John Kerry on Climate Change and the Way Money ‘Behaves’

Date:

(To get this story in your inbox, subscribe to the TIME CO2 Leadership Report newsletter here.)

Since taking office as President Biden’s climate envoy, John Kerry has spent a good deal of his time on the road pushing the private sector to engage on climate change. I’ve heard the argument from him time and again over the last couple of years: tackling climate change will require not only governments but also private capital and private-sector initiative.

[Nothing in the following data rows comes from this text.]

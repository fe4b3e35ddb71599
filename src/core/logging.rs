//! Logging initialization and startup diagnostics
//!
//! This module provides:
//! - Logger initialization (console + file)
//! - A startup banner listing the external tools and limits in effect

use anyhow::Result;
use simplelog::*;
use std::str::FromStr;

use crate::core::config;

/// Initialize logger for both console and file output
///
/// # Arguments
/// * `log_file_path` - Path to the log file (truncated on start)
/// * `level` - Level name (`error`, `warn`, `info`, `debug`, `trace`); unknown names fall back to `info`
///
/// # Returns
/// * `Ok(())` - Logger initialized successfully
/// * `Err(anyhow::Error)` - Failed to create the log file or a logger was already installed
pub fn init_logger(log_file_path: &str, level: &str) -> Result<()> {
    let log_file =
        fs_err::File::create(log_file_path).map_err(|e| anyhow::anyhow!("Failed to create log file: {}", e))?;
    let level = parse_level(level);

    // HTTP internals are chatty at debug level and drown out update handling
    let log_config = ConfigBuilder::new()
        .add_filter_ignore_str("hyper")
        .add_filter_ignore_str("reqwest")
        .add_filter_ignore_str("rustls")
        .build();

    CombinedLogger::init(vec![
        TermLogger::new(level, log_config.clone(), TerminalMode::Mixed, ColorChoice::Auto),
        WriteLogger::new(level, log_config, log_file.into_parts().0),
    ])
    .map_err(|e| anyhow::anyhow!("Failed to initialize logger: {}", e))?;

    Ok(())
}

fn parse_level(level: &str) -> LevelFilter {
    LevelFilter::from_str(level.trim()).unwrap_or(LevelFilter::Info)
}

/// Logs the tool versions and limits the bot runs with.
///
/// `None` for a tool means the binary could not be executed.
pub fn log_startup_configuration(ytdlp_version: Option<&str>, ffmpeg_version: Option<&str>) {
    log::info!("━━━━━━━━━━━━━━━━━━━━━━━━━━━━━━━━━━━━━━━━━━━━━━━━━━━━━━━━━━━━");
    log::info!("🔧 Startup configuration");
    log::info!("━━━━━━━━━━━━━━━━━━━━━━━━━━━━━━━━━━━━━━━━━━━━━━━━━━━━━━━━━━━━");

    match ytdlp_version {
        Some(version) => log::info!("✅ yt-dlp ({}): {}", config::YTDL_BIN.as_str(), version),
        None => {
            log::error!("❌ yt-dlp ({}): NOT FOUND", config::YTDL_BIN.as_str());
            log::error!("   Every download will fail until YTDL_BIN points to a working yt-dlp");
        }
    }

    match ffmpeg_version {
        Some(version) => log::info!("✅ ffmpeg ({}): {}", config::FFMPEG_BIN.as_str(), version),
        None => {
            log::warn!("⚠️  ffmpeg ({}): NOT FOUND", config::FFMPEG_BIN.as_str());
            log::warn!("   Audio (MP3) requests will be refused and video streams cannot be merged");
        }
    }

    log::info!("📁 Download dir: {}", config::DOWNLOAD_DIR.display());
    log::info!("📦 Upload limit: {} MB", *config::MAX_UPLOAD_MB);
    log::info!("⏱️  yt-dlp timeout: {}s", config::download::ytdlp_timeout().as_secs());
    if let Some(url) = config::BOT_API_URL.as_deref() {
        log::info!("🌐 Bot API URL: {}", url);
    }
    log::info!("━━━━━━━━━━━━━━━━━━━━━━━━━━━━━━━━━━━━━━━━━━━━━━━━━━━━━━━━━━━━");
}

#[cfg(test)]
mod tests {
    use super::*;

    use tempfile::NamedTempFile;

    #[test]
    fn test_parse_level() {
        assert_eq!(parse_level("debug"), LevelFilter::Debug);
        assert_eq!(parse_level(" WARN "), LevelFilter::Warn);
        assert_eq!(parse_level("loud"), LevelFilter::Info);
    }

    #[test]
    fn test_init_logger_creates_log_file() {
        let temp_file = NamedTempFile::new().unwrap();
        let path = temp_file.path().to_str().unwrap();

        // A second test binary may already own the global logger; only the file matters here
        let _ = init_logger(path, "info");
        assert!(temp_file.path().exists());
    }

    #[test]
    fn test_init_logger_fails_for_missing_directory() {
        let result = init_logger("/definitely/not/a/dir/tubedrop.log", "info");
        assert!(result.is_err());
    }
}
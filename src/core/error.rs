use thiserror::Error;

use crate::download::DownloadError;

/// Centralized error types for the application
///
/// Everything outside of the per-request download path is converted to this enum.
/// Uses `thiserror` for automatic error conversion and display formatting.
#[derive(Error, Debug)]
pub enum AppError {
    /// Telegram API errors
    #[error("Telegram error: {0}")]
    Telegram(#[from] teloxide::RequestError),

    /// Download/yt-dlp errors
    #[error("Download error: {0}")]
    Download(#[from] DownloadError),

    /// IO errors
    #[error("IO error: {0}")]
    Io(#[from] std::io::Error),

    /// HTTP client construction errors
    #[error("HTTP client error: {0}")]
    Http(#[from] reqwest::Error),

    /// URL parsing errors
    #[error("URL parsing error: {0}")]
    Url(#[from] url::ParseError),

    /// Missing or invalid configuration
    #[error("Configuration error: {0}")]
    Config(String),
}

/// Type alias for Result with AppError
pub type AppResult<T> = Result<T, AppError>;
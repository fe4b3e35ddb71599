//! Core utilities, configuration, and common functionality

pub mod config;
pub mod error;
pub mod logging;
pub mod process;

// Re-exports for convenience
pub use error::{AppError, AppResult};
pub use logging::{init_logger, log_startup_configuration};
//! From a chosen mode to a file that is safe to upload.
//!
//! The Telegram layer only ever sees a [`Delivery`] (send it) or a
//! [`DownloadError`] (show it), so a failed download can never reach the
//! upload call.

use std::path::{Path, PathBuf};

use crate::core::config;
use crate::download::source::MediaExtractor;
use crate::download::{DownloadError, DownloadMode};

/// A downloaded file that exists and fits under the upload limit.
#[derive(Debug, Clone, PartialEq)]
pub struct Delivery {
    pub path: PathBuf,
    pub title: String,
    pub mode: DownloadMode,
    pub size_bytes: u64,
}

impl Delivery {
    /// Size in megabytes, as used by the limit check
    pub fn size_mb(&self) -> f64 {
        bytes_to_mb(self.size_bytes)
    }

    /// Caption of the uploaded file: mode icon plus title
    pub fn caption(&self) -> String {
        format!("{} {}", self.mode.caption_icon(), self.title)
    }

    /// File name shown to the user for document uploads
    pub fn file_name(&self) -> String {
        self.path
            .file_name()
            .map(|n| n.to_string_lossy().into_owned())
            .unwrap_or_else(|| format!("{}.{}", self.title, if self.mode.is_audio() { "mp3" } else { "mp4" }))
    }
}

pub fn bytes_to_mb(bytes: u64) -> f64 {
    bytes as f64 / config::upload::BYTES_PER_MB
}

/// Runs the extractor once and checks the result against the upload limit.
///
/// # Errors
/// - whatever the extractor returns (not retried)
/// - [`DownloadError::FileNotFound`] when the reported path is not a file
/// - [`DownloadError::TooLarge`] when the file is strictly bigger than `limit_mb`;
///   the oversized file is removed before returning
pub async fn prepare_delivery(
    extractor: &dyn MediaExtractor,
    url: &str,
    mode: DownloadMode,
    limit_mb: u64,
) -> Result<Delivery, DownloadError> {
    let media = extractor.fetch(url, mode).await?;

    let metadata = match fs_err::tokio::metadata(&media.path).await {
        Ok(m) if m.is_file() => m,
        Ok(_) => {
            log::error!("{} output is not a regular file: {}", extractor.name(), media.path.display());
            return Err(DownloadError::FileNotFound);
        }
        Err(e) => {
            log::error!("{} output missing: {}", extractor.name(), e);
            return Err(DownloadError::FileNotFound);
        }
    };

    let size_bytes = metadata.len();
    let size_mb = bytes_to_mb(size_bytes);
    if size_mb > limit_mb as f64 {
        log::warn!(
            "Rejecting {} ({:.1} MB > {} MB): {}",
            url,
            size_mb,
            limit_mb,
            media.path.display()
        );
        remove_scratch_file(&media.path).await;
        return Err(DownloadError::TooLarge { size_mb, limit_mb });
    }

    log::info!(
        "Ready to send {} ({:.1} MB, {}): {}",
        media.title,
        size_mb,
        mode,
        media.path.display()
    );

    Ok(Delivery {
        path: media.path,
        title: media.title,
        mode,
        size_bytes,
    })
}

/// Deletes a file from the scratch directory. A file that is already gone is fine.
pub async fn remove_scratch_file(path: &Path) {
    match fs_err::tokio::remove_file(path).await {
        Ok(()) => log::debug!("Removed {}", path.display()),
        Err(e) if e.kind() == std::io::ErrorKind::NotFound => {}
        Err(e) => log::warn!("Failed to remove scratch file: {}", e),
    }
}

/// Creates the scratch directory if needed.
pub fn ensure_download_dir(dir: &Path) -> std::io::Result<()> {
    fs_err::create_dir_all(dir)
}

#[cfg(test)]
mod tests {
    use super::*;
    use crate::download::source::DownloadedMedia;
    use async_trait::async_trait;
    use pretty_assertions::assert_eq;

    /// Returns a fixed result without touching the network
    struct FixedExtractor(Result<DownloadedMedia, String>);

    #[async_trait]
    impl MediaExtractor for FixedExtractor {
        fn name(&self) -> &str {
            "fixed"
        }

        async fn fetch(&self, _url: &str, _mode: DownloadMode) -> Result<DownloadedMedia, DownloadError> {
            self.0.clone().map_err(DownloadError::Extraction)
        }
    }

    fn write_file(dir: &Path, name: &str, len: usize) -> PathBuf {
        let path = dir.join(name);
        std::fs::write(&path, vec![0u8; len]).unwrap();
        path
    }

    #[test]
    fn test_bytes_to_mb() {
        assert_eq!(bytes_to_mb(1024 * 1024), 1.0);
        assert_eq!(bytes_to_mb(0), 0.0);
    }

    #[test]
    fn test_caption_and_file_name() {
        let delivery = Delivery {
            path: PathBuf::from("downloads/Song.mp3"),
            title: "Song".into(),
            mode: DownloadMode::Audio,
            size_bytes: 10,
        };
        assert_eq!(delivery.caption(), "🎵 Song");
        assert_eq!(delivery.file_name(), "Song.mp3");

        let video = Delivery {
            mode: DownloadMode::Video,
            ..delivery
        };
        assert_eq!(video.caption(), "🎬 Song");
    }

    #[tokio::test]
    async fn test_file_at_limit_is_accepted() {
        let dir = tempfile::tempdir().unwrap();
        let path = write_file(dir.path(), "Clip.mp4", 1024 * 1024);
        let extractor = FixedExtractor(Ok(DownloadedMedia {
            path: path.clone(),
            title: "Clip".into(),
        }));

        let delivery = prepare_delivery(&extractor, "https://youtu.be/x", DownloadMode::Video, 1)
            .await
            .unwrap();
        assert_eq!(delivery.size_bytes, 1024 * 1024);
        assert_eq!(delivery.path, path);
    }

    #[tokio::test]
    async fn test_file_over_limit_is_rejected_and_removed() {
        let dir = tempfile::tempdir().unwrap();
        let path = write_file(dir.path(), "Clip.mp4", 1024 * 1024 + 1);
        let extractor = FixedExtractor(Ok(DownloadedMedia {
            path: path.clone(),
            title: "Clip".into(),
        }));

        let err = prepare_delivery(&extractor, "https://youtu.be/x", DownloadMode::Video, 1)
            .await
            .unwrap_err();
        assert!(matches!(err, DownloadError::TooLarge { limit_mb: 1, .. }));
        assert!(!path.exists());
    }

    #[tokio::test]
    async fn test_missing_file() {
        let dir = tempfile::tempdir().unwrap();
        let extractor = FixedExtractor(Ok(DownloadedMedia {
            path: dir.path().join("gone.mp4"),
            title: "Gone".into(),
        }));

        let err = prepare_delivery(&extractor, "https://youtu.be/x", DownloadMode::Video, 48)
            .await
            .unwrap_err();
        assert!(matches!(err, DownloadError::FileNotFound));
    }

    #[tokio::test]
    async fn test_directory_is_not_a_file() {
        let dir = tempfile::tempdir().unwrap();
        let extractor = FixedExtractor(Ok(DownloadedMedia {
            path: dir.path().to_path_buf(),
            title: "Dir".into(),
        }));

        let err = prepare_delivery(&extractor, "https://youtu.be/x", DownloadMode::Video, 48)
            .await
            .unwrap_err();
        assert!(matches!(err, DownloadError::FileNotFound));
    }

    #[tokio::test]
    async fn test_remove_scratch_file_tolerates_missing() {
        let dir = tempfile::tempdir().unwrap();
        let path = write_file(dir.path(), "a.mp3", 3);
        remove_scratch_file(&path).await;
        assert!(!path.exists());
        remove_scratch_file(&path).await;
    }

    #[test]
    fn test_ensure_download_dir_creates_nested() {
        let dir = tempfile::tempdir().unwrap();
        let nested = dir.path().join("a").join("b");
        ensure_download_dir(&nested).unwrap();
        assert!(nested.is_dir());
    }
}
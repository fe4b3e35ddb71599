use clap::{Parser, Subcommand};
use std::path::PathBuf;

#[derive(Parser)]
#[command(name = "tubedrop")]
#[command(author, version, about = "Telegram bot that turns YouTube links into MP4 or MP3 files", long_about = None)]
pub struct Cli {
    #[command(subcommand)]
    pub command: Option<Commands>,
}

#[derive(Subcommand, Debug, PartialEq)]
pub enum Commands {
    /// Run the bot (long polling)
    Run,

    /// Download a single link locally, without Telegram
    Download {
        /// Video URL
        url: String,

        /// Extract MP3 audio instead of MP4 video
        #[arg(long)]
        audio: bool,

        /// Output directory (defaults to DOWNLOAD_DIR)
        #[arg(short, long)]
        output: Option<PathBuf>,
    },

    /// Show yt-dlp and ffmpeg availability
    Check,
}

impl Cli {
    pub fn parse_args() -> Self {
        Self::parse()
    }
}
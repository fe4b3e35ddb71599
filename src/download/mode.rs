use strum::{AsRefStr, Display, EnumString};

/// What the user asked for: the MP4 video or only the MP3 audio track.
///
/// The lowercase name (`video` / `audio`) is what travels in callback payloads.
#[derive(Debug, Clone, Copy, PartialEq, Eq, Hash, Display, EnumString, AsRefStr)]
#[strum(serialize_all = "lowercase")]
pub enum DownloadMode {
    Video,
    Audio,
}

impl DownloadMode {
    pub fn is_audio(self) -> bool {
        matches!(self, DownloadMode::Audio)
    }

    /// Text of the inline button offering this mode
    pub fn button_label(self) -> &'static str {
        match self {
            DownloadMode::Video => "🎬 Video MP4",
            DownloadMode::Audio => "🎵 Audio MP3",
        }
    }

    /// Emoji put in front of the title in the upload caption
    pub fn caption_icon(self) -> &'static str {
        match self {
            DownloadMode::Video => "🎬",
            DownloadMode::Audio => "🎵",
        }
    }
}

#[cfg(test)]
mod tests {
    use super::*;
    use std::str::FromStr;

    #[test]
    fn test_mode_wire_names() {
        assert_eq!(DownloadMode::Video.to_string(), "video");
        assert_eq!(DownloadMode::Audio.as_ref(), "audio");
        assert_eq!(DownloadMode::from_str("audio").unwrap(), DownloadMode::Audio);
        assert_eq!(DownloadMode::from_str("video").unwrap(), DownloadMode::Video);
        assert!(DownloadMode::from_str("gif").is_err());
    }

    #[test]
    fn test_labels() {
        assert!(DownloadMode::Audio.button_label().contains("MP3"));
        assert!(DownloadMode::Video.button_label().contains("MP4"));
        assert_eq!(DownloadMode::Audio.caption_icon(), "🎵");
    }
}
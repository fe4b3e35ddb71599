//! yt-dlp backend.
//!
//! One yt-dlp run per request, executed on tokio's blocking pool. The two
//! option sets (MP3 extraction and capped-resolution MP4) are fixed; there is
//! no retry or fallback chain, a failed run is reported once.

use async_trait::async_trait;
use serde::Deserialize;
use std::path::{Path, PathBuf};
use std::process::{Command, Stdio};
use std::time::Duration;
use tokio::process::Command as TokioCommand;

use crate::core::config;
use crate::core::process::{run_with_timeout, wait_with_output_timeout};
use crate::download::source::{DownloadedMedia, MediaExtractor};
use crate::download::{DownloadError, DownloadMode};

/// Title used when the source reports none
pub const FALLBACK_TITLE: &str = "video";

/// Printed by yt-dlp once the final file is in place (after post-processors ran)
const PRINT_TEMPLATE: &str = "after_move:%(.{title,filepath})j";

/// Download source powered by the yt-dlp binary.
#[derive(Debug, Clone)]
pub struct YtDlpExtractor {
    ytdl_bin: String,
    ffmpeg_bin: String,
    download_dir: PathBuf,
    timeout: Duration,
}

impl YtDlpExtractor {
    pub fn new(
        ytdl_bin: impl Into<String>,
        ffmpeg_bin: impl Into<String>,
        download_dir: impl Into<PathBuf>,
        timeout: Duration,
    ) -> Self {
        Self {
            ytdl_bin: ytdl_bin.into(),
            ffmpeg_bin: ffmpeg_bin.into(),
            download_dir: download_dir.into(),
            timeout,
        }
    }

    /// Extractor configured from the environment (`YTDL_BIN`, `FFMPEG_BIN`, `DOWNLOAD_DIR`, `YTDL_TIMEOUT_SECS`).
    pub fn from_config() -> Self {
        Self::new(
            config::YTDL_BIN.as_str(),
            config::FFMPEG_BIN.as_str(),
            config::DOWNLOAD_DIR.clone(),
            config::download::ytdlp_timeout(),
        )
    }

    /// Same settings, different output directory (CLI `--output`).
    pub fn with_download_dir(mut self, download_dir: impl Into<PathBuf>) -> Self {
        self.download_dir = download_dir.into();
        self
    }

    pub fn download_dir(&self) -> &Path {
        &self.download_dir
    }

    /// Blocking body of [`MediaExtractor::fetch`].
    fn fetch_blocking(&self, url: &str, mode: DownloadMode) -> Result<DownloadedMedia, DownloadError> {
        if mode.is_audio() && !ffmpeg_available(&self.ffmpeg_bin) {
            log::warn!("Refusing audio request: ffmpeg ({}) is not available", self.ffmpeg_bin);
            return Err(DownloadError::FfmpegMissing);
        }

        let template = output_template(&self.download_dir);
        let mut args = build_args(mode, url, &template);
        if self.ffmpeg_bin != "ffmpeg" {
            args.push("--ffmpeg-location".to_string());
            args.push(self.ffmpeg_bin.clone());
        }

        log::info!("Running {} ({}) for {}", self.ytdl_bin, mode, url);
        log::debug!("yt-dlp args: {:?}", args);

        let child = Command::new(&self.ytdl_bin)
            .args(&args)
            .stdin(Stdio::null())
            .stdout(Stdio::piped())
            .stderr(Stdio::piped())
            .spawn()
            .map_err(|e| DownloadError::Extraction(format!("failed to run {}: {}", self.ytdl_bin, e)))?;

        let output = wait_with_output_timeout(&self.ytdl_bin, child, self.timeout)
            .map_err(|e| DownloadError::Extraction(e.to_string()))?;

        let stderr = String::from_utf8_lossy(&output.stderr);
        if !output.status.success() {
            log::error!("yt-dlp failed for {} ({}): {}", url, output.status, stderr.trim());
            return Err(DownloadError::Extraction(error_message_from_stderr(
                &stderr,
                &output.status.to_string(),
            )));
        }

        let stdout = String::from_utf8_lossy(&output.stdout);
        let info = parse_printed_info(&stdout).ok_or_else(|| {
            log::error!("yt-dlp printed no file info for {}; stdout: {:?}", url, stdout.trim());
            DownloadError::FileNotFound
        })?;

        resolve_media(info, mode)
    }
}

#[async_trait]
impl MediaExtractor for YtDlpExtractor {
    fn name(&self) -> &str {
        "yt-dlp"
    }

    async fn fetch(&self, url: &str, mode: DownloadMode) -> Result<DownloadedMedia, DownloadError> {
        let extractor = self.clone();
        let url = url.to_string();

        tokio::task::spawn_blocking(move || extractor.fetch_blocking(&url, mode))
            .await
            .map_err(|e| DownloadError::Extraction(format!("download task failed: {}", e)))?
    }
}

/// `<dir>/%(title).200s.%(ext)s`
pub fn output_template(download_dir: &Path) -> String {
    download_dir
        .join(format!("%(title).{}s.%(ext)s", config::download::MAX_TITLE_CHARS))
        .to_string_lossy()
        .into_owned()
}

/// Format selector for the MP4 option: best mp4 video up to 720p with m4a audio,
/// then progressively looser pre-muxed fallbacks.
pub fn video_format_selector() -> String {
    let h = config::download::MAX_VIDEO_HEIGHT;
    format!("bv*[ext=mp4][height<={h}]+ba[ext=m4a]/b[ext=mp4][height<={h}]/best[ext=mp4]/best")
}

/// Full yt-dlp argument list for one request.
pub fn build_args(mode: DownloadMode, url: &str, output_template: &str) -> Vec<String> {
    let mut args: Vec<String> = vec![
        "-o".into(),
        output_template.into(),
        "--no-playlist".into(),
        "--quiet".into(),
        "--no-warnings".into(),
        "--no-simulate".into(),
        "--print".into(),
        PRINT_TEMPLATE.into(),
    ];

    match mode {
        DownloadMode::Audio => {
            args.extend([
                "-f".into(),
                "bestaudio/best".into(),
                "--extract-audio".into(),
                "--audio-format".into(),
                "mp3".into(),
                "--audio-quality".into(),
                format!("{}K", config::download::AUDIO_BITRATE_KBPS),
            ]);
        }
        DownloadMode::Video => {
            args.extend([
                "-f".into(),
                video_format_selector(),
                "--merge-output-format".into(),
                "mp4".into(),
            ]);
        }
    }

    // End of options: a URL starting with '-' must not be read as a flag
    args.push("--".into());
    args.push(url.to_string());
    args
}

/// Fields of the `--print` JSON line
#[derive(Debug, Deserialize, PartialEq)]
struct PrintedInfo {
    title: Option<String>,
    filepath: Option<String>,
}

/// Last stdout line that parses as the printed info object.
fn parse_printed_info(stdout: &str) -> Option<PrintedInfo> {
    stdout
        .lines()
        .rev()
        .map(str::trim)
        .filter(|line| line.starts_with('{'))
        .find_map(|line| serde_json::from_str::<PrintedInfo>(line).ok())
}

fn resolve_media(info: PrintedInfo, mode: DownloadMode) -> Result<DownloadedMedia, DownloadError> {
    let mut path = match info.filepath {
        Some(p) if !p.trim().is_empty() => PathBuf::from(p),
        _ => return Err(DownloadError::FileNotFound),
    };
    if mode.is_audio() {
        path.set_extension("mp3");
    }

    let title = info
        .title
        .map(|t| t.trim().to_string())
        .filter(|t| !t.is_empty())
        .unwrap_or_else(|| FALLBACK_TITLE.to_string());

    Ok(DownloadedMedia { path, title })
}

/// The message shown to the user for a failed run: yt-dlp's last `ERROR:` line,
/// else the whole stderr, else the exit status.
fn error_message_from_stderr(stderr: &str, status: &str) -> String {
    let lines: Vec<&str> = stderr.lines().map(str::trim).filter(|l| !l.is_empty()).collect();

    if let Some(line) = lines.iter().rev().find(|l| l.starts_with("ERROR:")) {
        return line.to_string();
    }
    if !lines.is_empty() {
        return lines.join("\n");
    }
    format!("yt-dlp exited with {}", status)
}

/// `FFMPEG_BIN` may name the binary or, like `--ffmpeg-location`, the directory holding it.
pub fn ffmpeg_executable(ffmpeg_bin: &str) -> PathBuf {
    let path = Path::new(ffmpeg_bin);
    if path.is_dir() {
        path.join("ffmpeg")
    } else {
        path.to_path_buf()
    }
}

/// Whether `ffmpeg -version` runs. Blocking.
pub fn ffmpeg_available(ffmpeg_bin: &str) -> bool {
    Command::new(ffmpeg_executable(ffmpeg_bin))
        .arg("-version")
        .stdin(Stdio::null())
        .stdout(Stdio::null())
        .stderr(Stdio::null())
        .status()
        .map(|status| status.success())
        .unwrap_or(false)
}

/// First line of `<bin> <flag>`, or `None` when the tool cannot be run.
pub async fn probe_version(bin: &str, flag: &str) -> Option<String> {
    let mut cmd = TokioCommand::new(bin);
    cmd.arg(flag).stdin(Stdio::null());

    match run_with_timeout(bin, &mut cmd, config::download::probe_timeout()).await {
        Ok(output) if output.status.success() => String::from_utf8_lossy(&output.stdout)
            .lines()
            .next()
            .map(|line| line.trim().to_string()),
        Ok(output) => {
            log::warn!("{} {} exited with {}", bin, flag, output.status);
            None
        }
        Err(e) => {
            log::warn!("{} {} failed: {}", bin, flag, e);
            None
        }
    }
}

/// yt-dlp version (`--version`)
pub async fn ytdlp_version() -> Option<String> {
    probe_version(config::YTDL_BIN.as_str(), "--version").await
}

/// ffmpeg version banner (`-version`)
pub async fn ffmpeg_version() -> Option<String> {
    let bin = ffmpeg_executable(config::FFMPEG_BIN.as_str());
    probe_version(&bin.to_string_lossy(), "-version").await
}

That approach was on my mind when I spoke with him this week in Abu Dhabi. Kerry, alongside ministers and envoys from around the world, had traveled there ahead of this year’s United Nations climate conference in Dubai, known as COP28. Their goal was to make progress on key negotiating areas to set the stage for the upcoming conference and work out differences between governments. But the private sector, too, will play a critical role determining whether COP28 is deemed a success—particularly when it comes to finding the trillions of dollars needed to finance the energy transition.

In our conversation, Kerry said that the key to getting private climate finance rests in finding ways for investors to profit. “Money behaves in certain ways. It always has. It always will. It seeks the greatest return on investment, the fastest return on investment, or the best combination of the two,” he says. “The bottom line: is the deal bankable?”

To create bankable deals, Kerry—along with the COP presidency and climate finance experts—are pushing a model known as blended finance. Governments and development banks like the World Bank provide money for projects on generous terms, which then makes it less risky for private investors to provide their capital. Analysis from blended finance network Convergence found that on average $1 of public investment can drive $4 from the private sector.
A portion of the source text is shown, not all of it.